◆ Aim of the exercise: Give back the data below exactly as it was given.

--- --- ---

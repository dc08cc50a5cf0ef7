//! Interface de linha de comando do resume-tailor baseada em clap.
//!
//! Define a struct [`Cli`] com subcomandos [`Command`] (run, prompt)
//! e flags globais (--model, --temperature, --max-new-tokens, --verbose).

use std::path::PathBuf;

use clap::{Args, Parser, Subcommand};

/// resume-tailor: adapta um currículo em texto a uma vaga com uma chamada ao LLM.
#[derive(Debug, Parser)]
#[command(name = "resume-tailor", version, about)]
pub struct Cli {
    #[command(subcommand)]
    pub command: Command,

    /// Identificador do modelo no endpoint (ex.: Qwen/Qwen2.5-72B-Instruct).
    #[arg(long, global = true)]
    pub model: Option<String>,

    /// Temperatura de amostragem usada na geração.
    #[arg(long, global = true)]
    pub temperature: Option<f32>,

    /// Limite máximo de tokens gerados.
    #[arg(long, global = true)]
    pub max_new_tokens: Option<u32>,

    /// Habilita saída detalhada (logs de debug e relatório JSON).
    #[arg(long, short, global = true, default_value_t = false)]
    pub verbose: bool,
}

/// Caminhos dos arquivos de entrada.
#[derive(Debug, Clone, Default, Args)]
pub struct InputArgs {
    /// Currículo em texto simples (padrão: resume.txt).
    #[arg(long)]
    pub resume: Option<PathBuf>,

    /// Descrição da vaga em texto simples (padrão: description.txt).
    #[arg(long)]
    pub description: Option<PathBuf>,
}

#[derive(Debug, Subcommand)]
pub enum Command {
    /// Executa o pipeline completo e grava o currículo adaptado.
    Run {
        #[command(flatten)]
        inputs: InputArgs,

        /// Arquivo de saída (padrão: new_resume.txt).
        #[arg(long, short)]
        output: Option<PathBuf>,

        /// Não sobrescreve o arquivo de saída se ele já existir.
        #[arg(long, default_value_t = false)]
        no_clobber: bool,
    },

    /// Lê as entradas e imprime o prompt sem chamar o modelo.
    Prompt {
        #[command(flatten)]
        inputs: InputArgs,
    },
}

impl Command {
    pub fn inputs(&self) -> &InputArgs {
        match self {
            Command::Run { inputs, .. } | Command::Prompt { inputs } => inputs,
        }
    }
}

--- --- ---

◆ Exercise solution:
repository dc08cc50a5cf0ef7
//! Interface de linha de comando do resume-tailor baseada em clap.
//!
//! Define a struct [`Cli`] com subcomandos [`Command`] (run, prompt)
//! e flags globais (--model, --temperature, --max-new-tokens, --verbose).

use std::path::PathBuf;

use clap::{Args, Parser, Subcommand};

/// resume-tailor: adapta um currículo em texto a uma vaga com uma chamada ao LLM.
#[derive(Debug, Parser)]
#[command(name = "resume-tailor", version, about)]
pub struct Cli {
    #[command(subcommand)]
    pub command: Command,

    /// Identificador do modelo no endpoint (ex.: Qwen/Qwen2.5-72B-Instruct).
    #[arg(long, global = true)]
    pub model: Option<String>,

    /// Temperatura de amostragem usada na geração.
    #[arg(long, global = true)]
    pub temperature: Option<f32>,

    /// Limite máximo de tokens gerados.
    #[arg(long, global = true)]
    pub max_new_tokens: Option<u32>,

    /// Habilita saída detalhada (logs de debug e relatório JSON).
    #[arg(long, short, global = true, default_value_t = false)]
    pub verbose: bool,
}

/// Caminhos dos arquivos de entrada.
#[derive(Debug, Clone, Default, Args)]
pub struct InputArgs {
    /// Currículo em texto simples (padrão: resume.txt).
    #[arg(long)]
    pub resume: Option<PathBuf>,

    /// Descrição da vaga em texto simples (padrão: description.txt).
    #[arg(long)]
    pub description: Option<PathBuf>,
}

#[derive(Debug, Subcommand)]
pub enum Command {
    /// Executa o pipeline completo e grava o currículo adaptado.
    Run {
        #[command(flatten)]
        inputs: InputArgs,

        /// Arquivo de saída (padrão: new_resume.txt).
        #[arg(long, short)]
        output: Option<PathBuf>,

        /// Não sobrescreve o arquivo de saída se ele já existir.
        #[arg(long, default_value_t = false)]
        no_clobber: bool,
    },

    /// Lê as entradas e imprime o prompt sem chamar o modelo.
    Prompt {
        #[command(flatten)]
        inputs: InputArgs,
    },
}

impl Command {
    pub fn inputs(&self) -> &InputArgs {
        match self {
            Command::Run { inputs, .. } | Command::Prompt { inputs } => inputs,
        }
    }
}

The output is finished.